Use cookies, a database, or another external store instead. This is good practice regardless of whether you use a load balancer.
17.2 Nginx + Docker Compose
If you prefer to manage load balancing yourself, you can run multiple Docker containers and put nginx in front of them.
17.2.1 docker-compose.yml
services:
app-1:
image: my-app
expose:
- "5000"
restart: unless-stopped
app-2:
image: my-app
expose:
- "5000"
restart: unless-stopped
app-3:
image: my-app
expose:
- "5000"
restart: unless-stopped
nginx:
image: nginx:latest
ports:
- "80:80"
volumes:
- ./nginx.conf:/etc/nginx/nginx.conf:ro
depends_on:
- app-1
- app-2
- app-3
restart: unless-stoppedEach app service runs a copy of your application.
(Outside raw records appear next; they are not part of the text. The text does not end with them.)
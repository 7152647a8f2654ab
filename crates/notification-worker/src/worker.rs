//! 渠道工作池
//!
//! 每个渠道一个工作池，持有该渠道的发送器。工作池从分发队列租用任务，
//! 按"开始尝试 → 发送 → 写回状态"的协议处理，再把结果映射为队列确认：
//!
//! | 结果 | 队列操作 |
//! |---|---|
//! | Completed / Skipped | `complete` |
//! | RetryableFailure | `retry_or_fail` |
//! | PermanentFailure | `fail` |
//!
//! 处理期间按租约超时的三分之一定期续约，慢速发送不会被重复投递。
//!
//! 并发由信号量限制，吞吐由 governor GCRA 限流：每 W/N 放行一个任务，
//! 不允许突发，任意长度为 W 的窗口内最多 N 个。限流器的时钟取自
//! `tokio::time`，暂停时钟的测试里同样生效。收到关闭信号后停止租用，
//! 等待进行中的任务全部确认后返回。

use std::num::NonZeroU32;
use std::sync::Arc;
use std::time::{Duration, Instant};

use chrono::Utc;
use governor::clock::Clock;
use governor::middleware::NoOpMiddleware;
use governor::state::{InMemoryState, NotKeyed};
use governor::{Quota, RateLimiter};
use notify_shared::config::WorkerPoolConfig;
use notify_shared::error::Result;
use notify_shared::events::Channel;
use notify_shared::observability::metrics;
use tokio::sync::{Semaphore, watch};
use tracing::{debug, error, info, warn};
use uuid::Uuid;

use crate::queue::{DispatchQueue, FailDisposition, LeasedJob};
use crate::sender::{ChannelSender, DeliveryReceipt, ProviderError};
use crate::store::{AttemptStart, ClientRepository, NotificationRepository};

type DirectLimiter = RateLimiter<NotKeyed, InMemoryState, TokioClock, NoOpMiddleware<Instant>>;

const DEFAULT_POLL_INTERVAL: Duration = Duration::from_millis(500);
const MIN_RENEW_INTERVAL: Duration = Duration::from_millis(100);

/// 以 `tokio::time::Instant` 计时的 governor 时钟
#[derive(Debug, Clone, Copy, Default)]
pub struct TokioClock;

impl Clock for TokioClock {
    type Instant = Instant;

    fn now(&self) -> Self::Instant {
        tokio::time::Instant::now().into_std()
    }
}

/// 单个任务的处理结果
#[derive(Debug, Clone, PartialEq, Eq)]
pub enum JobOutcome {
    /// 已投递并写回 SENT
    Completed,
    /// 渠道不符、重复任务或通知已终结，未做任何投递
    Skipped,
    RetryableFailure(String),
    PermanentFailure(String),
}

pub struct WorkerPool {
    channel: Channel,
    sender: Arc<dyn ChannelSender>,
    notifications: Arc<dyn NotificationRepository>,
    clients: Arc<dyn ClientRepository>,
    queue: Arc<dyn DispatchQueue>,
    config: WorkerPoolConfig,
    poll_interval: Duration,
}

impl WorkerPool {
    pub fn new(
        sender: Arc<dyn ChannelSender>,
        notifications: Arc<dyn NotificationRepository>,
        clients: Arc<dyn ClientRepository>,
        queue: Arc<dyn DispatchQueue>,
        config: WorkerPoolConfig,
    ) -> Self {
        Self {
            channel: sender.channel(),
            sender,
            notifications,
            clients,
            queue,
            config,
            poll_interval: DEFAULT_POLL_INTERVAL,
        }
    }

    /// 队列为空时的轮询间隔
    pub fn with_poll_interval(mut self, poll_interval: Duration) -> Self {
        self.poll_interval = poll_interval;
        self
    }

    pub fn channel(&self) -> Channel {
        self.channel
    }

    /// 处理单个任务，不做队列确认
    pub async fn process_job(&self, leased: &LeasedJob) -> JobOutcome {
        let job = &leased.job;
        let id = job.notification_id;

        if job.channel != self.channel {
            warn!(
                notification_id = %id,
                job_channel = %job.channel,
                pool_channel = %self.channel,
                "任务渠道与工作池不符，跳过"
            );
            metrics::record_job_skipped(self.channel.as_str(), "channel_mismatch");
            return JobOutcome::Skipped;
        }

        match self.notifications.begin_attempt(id, leased.options.max_attempts).await {
            Ok(AttemptStart::Started { retry_count }) => {
                debug!(notification_id = %id, attempt = job.attempt, retry_count, "开始投递");
            }
            Ok(AttemptStart::AlreadySent) => {
                debug!(notification_id = %id, "通知已发送，跳过重复任务");
                metrics::record_job_skipped(self.channel.as_str(), "already_sent");
                return JobOutcome::Skipped;
            }
            Ok(AttemptStart::Exhausted { retry_count }) => {
                warn!(notification_id = %id, retry_count, "通知重试次数已耗尽，跳过");
                metrics::record_job_skipped(self.channel.as_str(), "exhausted");
                return JobOutcome::Skipped;
            }
            Ok(AttemptStart::NotClaimed) => {
                warn!(notification_id = %id, "通知仍为 PENDING，跳过");
                metrics::record_job_skipped(self.channel.as_str(), "not_claimed");
                return JobOutcome::Skipped;
            }
            Ok(AttemptStart::NotFound) => {
                warn!(notification_id = %id, "通知不存在，跳过");
                metrics::record_job_skipped(self.channel.as_str(), "not_found");
                return JobOutcome::Skipped;
            }
            Err(e) => {
                error!(notification_id = %id, error = %e, "读取通知状态失败");
                return JobOutcome::RetryableFailure(format!("status store error: {e}"));
            }
        }

        let started = Instant::now();
        match self.sender.send(&job.recipient, &job.content).await {
            Ok(receipt) => self.on_delivered(leased, receipt, started).await,
            Err(e) => self.on_send_failed(leased, e, started).await,
        }
    }

    async fn on_delivered(
        &self,
        leased: &LeasedJob,
        receipt: DeliveryReceipt,
        started: Instant,
    ) -> JobOutcome {
        let job = &leased.job;
        let id = job.notification_id;

        match self.notifications.mark_sent(id, Utc::now()).await {
            Ok(true) => {
                // 只有完成 SENT 迁移的那一次调用负责计数
                if let Err(e) = self.clients.increment_usage(job.client_id, self.channel).await {
                    error!(
                        notification_id = %id,
                        client_id = %job.client_id,
                        error = %e,
                        "更新接入方用量计数失败，计数未补偿"
                    );
                }
            }
            Ok(false) => {
                warn!(notification_id = %id, "通知已不在 PROCESSING 状态，跳过用量计数");
            }
            Err(e) => {
                error!(notification_id = %id, error = %e, "发送成功但写回 SENT 失败");
                metrics::record_delivery(
                    self.channel.as_str(),
                    "retry",
                    started.elapsed().as_secs_f64(),
                );
                return JobOutcome::RetryableFailure(format!("status update failed: {e}"));
            }
        }

        metrics::record_delivery(self.channel.as_str(), "sent", started.elapsed().as_secs_f64());
        info!(
            notification_id = %id,
            channel = %self.channel,
            attempt = job.attempt,
            provider_message_id = ?receipt.provider_message_id,
            "通知已发送"
        );
        JobOutcome::Completed
    }

    async fn on_send_failed(
        &self,
        leased: &LeasedJob,
        err: ProviderError,
        started: Instant,
    ) -> JobOutcome {
        let id = leased.job.notification_id;
        let message = err.to_string();
        let elapsed = started.elapsed().as_secs_f64();

        match self.notifications.mark_failed(id, &message).await {
            Ok(Some(retry_count)) => {
                warn!(
                    notification_id = %id,
                    attempt = leased.job.attempt,
                    retry_count,
                    transient = err.is_transient(),
                    error = %message,
                    "通知投递失败"
                );
            }
            Ok(None) => {
                warn!(notification_id = %id, error = %message, "通知已不在 PROCESSING 状态，失败未记录");
            }
            Err(e) => {
                error!(notification_id = %id, error = %e, "写回 FAILED 失败");
                metrics::record_delivery(self.channel.as_str(), "retry", elapsed);
                return JobOutcome::RetryableFailure(format!("{message}; status update failed: {e}"));
            }
        }

        if err.is_transient() {
            metrics::record_delivery(self.channel.as_str(), "retry", elapsed);
            JobOutcome::RetryableFailure(message)
        } else {
            metrics::record_delivery(self.channel.as_str(), "failed", elapsed);
            JobOutcome::PermanentFailure(message)
        }
    }

    /// 处理任务，期间定期续约
    async fn process_with_lease(&self, leased: &LeasedJob) -> JobOutcome {
        let every = (self.queue.lease_timeout() / 3).max(MIN_RENEW_INTERVAL);
        let mut renew = tokio::time::interval_at(tokio::time::Instant::now() + every, every);
        let work = self.process_job(leased);
        tokio::pin!(work);

        loop {
            tokio::select! {
                outcome = &mut work => return outcome,
                _ = renew.tick() => match self.queue.extend_lease(leased).await {
                    Ok(true) => debug!(notification_id = %leased.job.notification_id, "租约已续期"),
                    Ok(false) => warn!(
                        notification_id = %leased.job.notification_id,
                        "租约已失效，任务可能已被重新投递"
                    ),
                    Err(e) => warn!(
                        notification_id = %leased.job.notification_id,
                        error = %e,
                        "续约失败"
                    ),
                },
            }
        }
    }

    /// 任务耗尽时通知可能仍停留在 PROCESSING（例如每次读取状态都失败），尽力标记为 FAILED
    async fn settle_exhausted(&self, id: Uuid, error: &str) {
        match self.notifications.mark_failed(id, error).await {
            Ok(Some(retry_count)) => {
                warn!(notification_id = %id, retry_count, "通知停留在 PROCESSING，已标记为 FAILED");
            }
            Ok(None) => {}
            Err(e) => {
                error!(notification_id = %id, error = %e, "标记 FAILED 失败，通知停留在 PROCESSING");
            }
        }
    }

    /// 处理任务并按结果确认队列
    ///
    /// 租约已失效时确认不生效，任务归新的持有者处理。
    pub async fn handle(&self, leased: LeasedJob) -> Result<JobOutcome> {
        let outcome = self.process_with_lease(&leased).await;
        let id = leased.job.notification_id;

        match &outcome {
            JobOutcome::Completed | JobOutcome::Skipped => {
                if !self.queue.complete(&leased).await? {
                    warn!(notification_id = %id, "租约已失效，完成确认未生效");
                }
            }
            JobOutcome::RetryableFailure(error) => {
                match self.queue.retry_or_fail(&leased, error).await? {
                    FailDisposition::Retrying { attempt, delay } => {
                        metrics::record_job_retry(self.channel.as_str(), attempt);
                        info!(
                            notification_id = %id,
                            next_attempt = attempt,
                            delay_ms = delay.as_millis() as u64,
                            "任务将延迟重试"
                        );
                    }
                    FailDisposition::Exhausted => {
                        metrics::record_job_exhausted(self.channel.as_str());
                        warn!(notification_id = %id, attempts = leased.job.attempt, "投递次数耗尽，任务进入失败集合");
                        self.settle_exhausted(id, error).await;
                    }
                    FailDisposition::LeaseLost => {
                        warn!(notification_id = %id, "租约已失效，重试确认未生效");
                    }
                }
            }
            JobOutcome::PermanentFailure(error) => {
                if self.queue.fail(&leased, error).await? {
                    metrics::record_job_exhausted(self.channel.as_str());
                    warn!(notification_id = %id, error = %error, "不可重试的失败，任务进入失败集合");
                } else {
                    warn!(notification_id = %id, "租约已失效，失败确认未生效");
                }
            }
        }

        Ok(outcome)
    }

    /// 运行工作池直到收到关闭信号
    pub async fn run(self: Arc<Self>, mut shutdown: watch::Receiver<bool>) -> Result<()> {
        let concurrency = self.config.concurrency.max(1);
        let semaphore = Arc::new(Semaphore::new(concurrency));
        let limiter = rate_limiter(&self.config);
        let channel = self.channel.as_str();

        info!(
            channel,
            concurrency,
            rate_limit_max = self.config.rate_limit_max,
            rate_limit_window_secs = self.config.rate_limit_window_secs,
            "工作池已启动"
        );

        loop {
            if *shutdown.borrow() {
                break;
            }

            let permit = tokio::select! {
                permit = semaphore.clone().acquire_owned() => match permit {
                    Ok(permit) => permit,
                    Err(_) => break,
                },
                res = shutdown.changed() => {
                    if res.is_err() {
                        break;
                    }
                    continue;
                }
            };

            tokio::select! {
                _ = acquire_slot(&limiter) => {}
                res = shutdown.changed() => {
                    if res.is_err() {
                        break;
                    }
                    continue;
                }
            }

            let leased = loop {
                match self.queue.lease(self.channel).await {
                    Ok(Some(leased)) => break Some(leased),
                    Ok(None) => {}
                    Err(e) => warn!(channel, error = %e, "租用任务失败"),
                }

                tokio::select! {
                    _ = tokio::time::sleep(self.poll_interval) => {}
                    res = shutdown.changed() => {
                        if res.is_err() || *shutdown.borrow() {
                            break None;
                        }
                    }
                }
            };
            let Some(leased) = leased else {
                break;
            };

            let pool = self.clone();
            let in_flight = semaphore.clone();
            metrics::set_in_flight(channel, (concurrency - in_flight.available_permits()) as f64);

            tokio::spawn(async move {
                let notification_id = leased.job.notification_id;
                if let Err(e) = pool.handle(leased).await {
                    // 未确认的任务在租约超时后会被重新投递
                    error!(
                        notification_id = %notification_id,
                        error = %e,
                        "确认任务失败，等待租约超时后重投"
                    );
                }
                drop(permit);
                metrics::set_in_flight(
                    pool.channel.as_str(),
                    (concurrency - in_flight.available_permits()) as f64,
                );
            });
        }

        info!(channel, "停止租用任务，等待进行中的任务完成");
        let _drained = semaphore.acquire_many(concurrency as u32).await;
        metrics::set_in_flight(channel, 0.0);
        info!(channel, "工作池已停止");
        Ok(())
    }
}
The expose directive makes port 5000 available to other containers on the same Docker network, but not to the host.
17.2.2 nginx.conf
events {}
http {
upstream ambiorix {
server app-1:5000;
server app-2:5000;
server app-3:5000;
}
server {
listen 80;
location / {
proxy_pass http://ambiorix;
proxy_set_header Host $host;
proxy_set_header X-Real-IP $remote_addr;
proxy_set_header X-Forwarded-For $proxy_add_x_forwarded_for;
proxy_set_header X-Forwarded-Proto $scheme;
}
}
}
The upstream block defines the pool of backends. Nginx distributes requests across them using round-robin by default.
17.2.3 Run
sudo docker compose up -dYour app is now available on port 80, load-balanced across three R processes.
To scale up or down, adjust the number of app services in docker-compose.yml and update the upstream block in nginx.conf accordingly.